At the same time, when your role is not to offer emotional support to the bereaved but to help them with a practical task, you should also be aware of protecting your own boundaries. The situation requires a delicate balance of empathy and professionalism.
While you should make space for the grieving person or family to express their feelings in any way that relates to the task at hand or the subject under discussion, it’s up to you to set a professional boundary. This doesn’t mean acting harshly or without compassion—always approach the bereaved with sensitivity. However, you are not there to be a therapist or counselor. You can and should offer some comforting and empathetic words at the beginning of the conversation—a simple “I’m so sorry for your loss, I know this is a very difficult time” is sufficient—but after that, don’t dwell on their loss. Instead move the conversation toward the practical matters you are there to help with.

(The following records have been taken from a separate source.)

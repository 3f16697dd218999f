//! Axum router, auth guard, and request handlers for the banking server.
//!
//! # Endpoints
//!
//! - `POST /login` - Authenticate and set the `sid` session cookie
//! - `GET  /me` - Profile of the session user
//! - `GET  /transactions?q=` - Search the session user's transactions
//! - `POST /feedback` / `GET /feedback` - Store and list comments
//! - `POST /change-email` - Update the session user's email
//! - `GET  /health` - Liveness probe
//!
//! Session identity rides in an unsigned `sid` cookie. The insecure
//! variant sets it bare; the hardened variant adds `HttpOnly` and
//! `SameSite=Strict` (the CSRF half of the lesson).

use std::sync::{Arc, Mutex, PoisonError};

use axum::extract::{Query, State};
use axum::http::header::{COOKIE, SET_COOKIE};
use axum::http::{HeaderMap, StatusCode};
use axum::response::{AppendHeaders, IntoResponse};
use axum::routing::{get, post};
use axum::{Json, Router};
use rusqlite::Connection;
use serde::{Deserialize, Serialize};

use crate::config::Variant;
use crate::db;
use crate::error::ApiError;
use crate::models::{FeedbackRow, TransactionRow, UserProfile};
use crate::session::SessionStore;

/// Name of the session cookie.
const SESSION_COOKIE: &str = "sid";

/// Shared state for the HTTP server.
#[derive(Clone)]
pub struct AppState {
    /// Database handle. A `Mutex` serializes access; queries are quick
    /// and never await while holding the lock.
    pub db: Arc<Mutex<Connection>>,
    /// Live sessions.
    pub sessions: Arc<SessionStore>,
    /// Selected behavior variant.
    pub variant: Variant,
}

impl AppState {
    /// Open and seed the database and create empty session state.
    ///
    /// # Errors
    ///
    /// Returns the underlying `rusqlite` error if seeding fails.
    pub fn new(variant: Variant) -> rusqlite::Result<Self> {
        let conn = db::open_in_memory()?;
        Ok(Self {
            db: Arc::new(Mutex::new(conn)),
            sessions: Arc::new(SessionStore::new()),
            variant,
        })
    }
}

/// Create the Axum router with all endpoints.
#[must_use]
pub fn create_router(state: AppState) -> Router {
    Router::new()
        .route("/health", get(health))
        .route("/login", post(login))
        .route("/me", get(me))
        .route("/transactions", get(transactions))
        .route("/feedback", post(post_feedback).get(get_feedback))
        .route("/change-email", post(change_email))
        .with_state(state)
}

/// Liveness probe.
async fn health() -> &'static str {
    "OK"
}

/// Pull the session token out of the `Cookie` header, if any.
fn session_token(headers: &HeaderMap) -> Option<String> {
    let cookies = headers.get(COOKIE)?.to_str().ok()?;
    cookies.split(';').find_map(|pair| {
        let (name, value) = pair.trim().split_once('=')?;
        (name == SESSION_COOKIE).then(|| value.to_string())
    })
}

/// Resolve the session user or fail with 401.
fn authenticate(state: &AppState, headers: &HeaderMap) -> Result<i64, ApiError> {
    session_token(headers)
        .and_then(|token| state.sessions.user_id(&token))
        .ok_or_else(ApiError::not_authenticated)
}

/// Login request body.
#[derive(Debug, Deserialize)]
pub struct LoginRequest {
    /// Username to authenticate as.
    pub username: String,
    /// Plaintext password.
    pub password: String,
}

/// Login response body.
#[derive(Debug, Serialize)]
pub struct LoginResponse {
    /// Always true on success.
    pub success: bool,
}

/// Authenticate and set the session cookie.
///
/// The insecure variant looks the user up with interpolated SQL and
/// answers 404 for unknown usernames (enumeration); the hardened variant
/// binds the parameter and answers 401 either way.
async fn login(
    State(state): State<AppState>,
    Json(req): Json<LoginRequest>,
) -> Result<impl IntoResponse, ApiError> {
    tracing::info!(username = %req.username, "login attempt");

    let user = {
        let conn = state.db.lock().unwrap_or_else(PoisonError::into_inner);
        db::find_login_user(&conn, state.variant, &req.username)?
    };

    let Some(user) = user else {
        return Err(match state.variant {
            Variant::Insecure => ApiError::NotFound("unknown username".to_string()),
            Variant::Hardened => ApiError::Unauthorized("invalid credentials".to_string()),
        });
    };

    if db::hash_password(&req.password) != user.password_hash {
        return Err(match state.variant {
            Variant::Insecure => ApiError::Unauthorized("wrong password".to_string()),
            Variant::Hardened => ApiError::Unauthorized("invalid credentials".to_string()),
        });
    }

    let token = state.sessions.issue(state.variant, &user.username, user.id);
    let cookie = match state.variant {
        Variant::Insecure => format!("{SESSION_COOKIE}={token}"),
        Variant::Hardened => format!("{SESSION_COOKIE}={token}; HttpOnly; SameSite=Strict"),
    };

    tracing::info!(user_id = user.id, "login succeeded");

    Ok((
        StatusCode::OK,
        AppendHeaders([(SET_COOKIE, cookie)]),
        Json(LoginResponse { success: true }),
    ))
}

/// Profile of the session user.
async fn me(
    State(state): State<AppState>,
    headers: HeaderMap,
) -> Result<Json<UserProfile>, ApiError> {
    let user_id = authenticate(&state, &headers)?;

    let conn = state.db.lock().unwrap_or_else(PoisonError::into_inner);
    let profile = db::user_profile(&conn, user_id)?
        .ok_or_else(|| ApiError::NotFound("user not found".to_string()))?;

    Ok(Json(profile))
}

/// Query string for `GET /transactions`.
#[derive(Debug, Deserialize)]
pub struct TransactionsQuery {
    /// Description substring to search for. Empty matches everything.
    #[serde(default)]
    pub q: String,
}

/// Search the session user's transactions.
async fn transactions(
    State(state): State<AppState>,
    headers: HeaderMap,
    Query(params): Query<TransactionsQuery>,
) -> Result<Json<Vec<TransactionRow>>, ApiError> {
    let user_id = authenticate(&state, &headers)?;

    tracing::info!(user_id, q = %params.q, "transaction search");

    let conn = state.db.lock().unwrap_or_else(PoisonError::into_inner);
    let rows = db::search_transactions(&conn, state.variant, user_id, &params.q)?;

    Ok(Json(rows))
}

/// Feedback request body.
#[derive(Debug, Deserialize)]
pub struct FeedbackRequest {
    /// Comment text, stored verbatim.
    pub comment: String,
}

/// Feedback response body.
#[derive(Debug, Serialize)]
pub struct FeedbackResponse {
    /// Always true on success.
    pub success: bool,
}

/// Store a comment under the session user's name.
async fn post_feedback(
    State(state): State<AppState>,
    headers: HeaderMap,
    Json(req): Json<FeedbackRequest>,
) -> Result<Json<FeedbackResponse>, ApiError> {
    let user_id = authenticate(&state, &headers)?;

    let conn = state.db.lock().unwrap_or_else(PoisonError::into_inner);
    let profile = db::user_profile(&conn, user_id)?
        .ok_or_else(|| ApiError::NotFound("user not found".to_string()))?;

    db::insert_feedback(&conn, state.variant, &profile.username, &req.comment)?;

    tracing::info!(user_id, "feedback stored");

    Ok(Json(FeedbackResponse { success: true }))
}

/// List all feedback, newest first.
async fn get_feedback(
    State(state): State<AppState>,
    headers: HeaderMap,
) -> Result<Json<Vec<FeedbackRow>>, ApiError> {
    authenticate(&state, &headers)?;

    let conn = state.db.lock().unwrap_or_else(PoisonError::into_inner);
    let rows = db::list_feedback(&conn)?;

    Ok(Json(rows))
}

/// Change-email request body.
#[derive(Debug, Deserialize)]
pub struct ChangeEmailRequest {
    /// New email address.
    pub email: String,
}

/// Change-email response body.
#[derive(Debug, Serialize)]
pub struct ChangeEmailResponse {
    /// Always true on success.
    pub success: bool,
    /// The stored email.
    pub email: String,
}

/// Update the session user's email.
async fn change_email(
    State(state): State<AppState>,
    headers: HeaderMap,
    Json(req): Json<ChangeEmailRequest>,
) -> Result<Json<ChangeEmailResponse>, ApiError> {
    let user_id = authenticate(&state, &headers)?;

    if !req.email.contains('@') {
        return Err(ApiError::BadRequest("invalid email".to_string()));
    }

    let conn = state.db.lock().unwrap_or_else(PoisonError::into_inner);
    db::update_email(&conn, state.variant, user_id, &req.email)?;

    tracing::info!(user_id, "email updated");

    Ok(Json(ChangeEmailResponse {
        success: true,
        email: req.email,
    }))
}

Remember that your body language and tone of voice are just as important as the actual words you say. This can be an uncomfortable position for some people, and that discomfort can be read loud and clear in body language, so make sure to check yourself. Are you avoiding their eyes, looking down at your hands or your desk? Eye contact is an important way to show that you are fully listening—which is the most empathetic thing you can do for a grieving person.
Maintain eye contact and use a gentle but firm tone when you are speaking. Make sure to speak a little more slowly than you might usually, and offer to repeat yourself if anything is unclear—it’s extra difficult to concentrate when you are grieving. Being a good listener, making eye contact, and gently but firmly imparting the information you need to give them is the most appropriate way to help them while showing your compassion for their situation.
There is no need to bring up or ask about any details about the bereaved’s loved one unless they pertain directly to the conversation. While some people try to talk about their own experiences with grief to make the grieving person feel a sense of solidarity, this can come off as insensitive. Comments like “I remember when my mom passed away” may seem helpful, but often sound like an attempt to make the conversation about you and not them. Again, the rule of thumb is to let them take the lead and not bring up the loss unless they do.
When tears start to flow
If the grieving person does bring up the loss, whether it’s relevant to your conversation or not, they are likely to get emotional. It’s normal for them to start crying; it certainly does not mean that you’ve done anything wrong. This situation can be tricky to navigate, however, since you don’t know the person well and don’t know their grief triggers. Remain calm and collected, and make space for them to express their grief. If you are not a friend, it is not your role to offer them a hug. Use your best judgment about what is appropriate—maybe it is fitting to put your hand over theirs, for example. But err on the side of caution; if your gesture is not what they need at this moment, they may end up feeling worse.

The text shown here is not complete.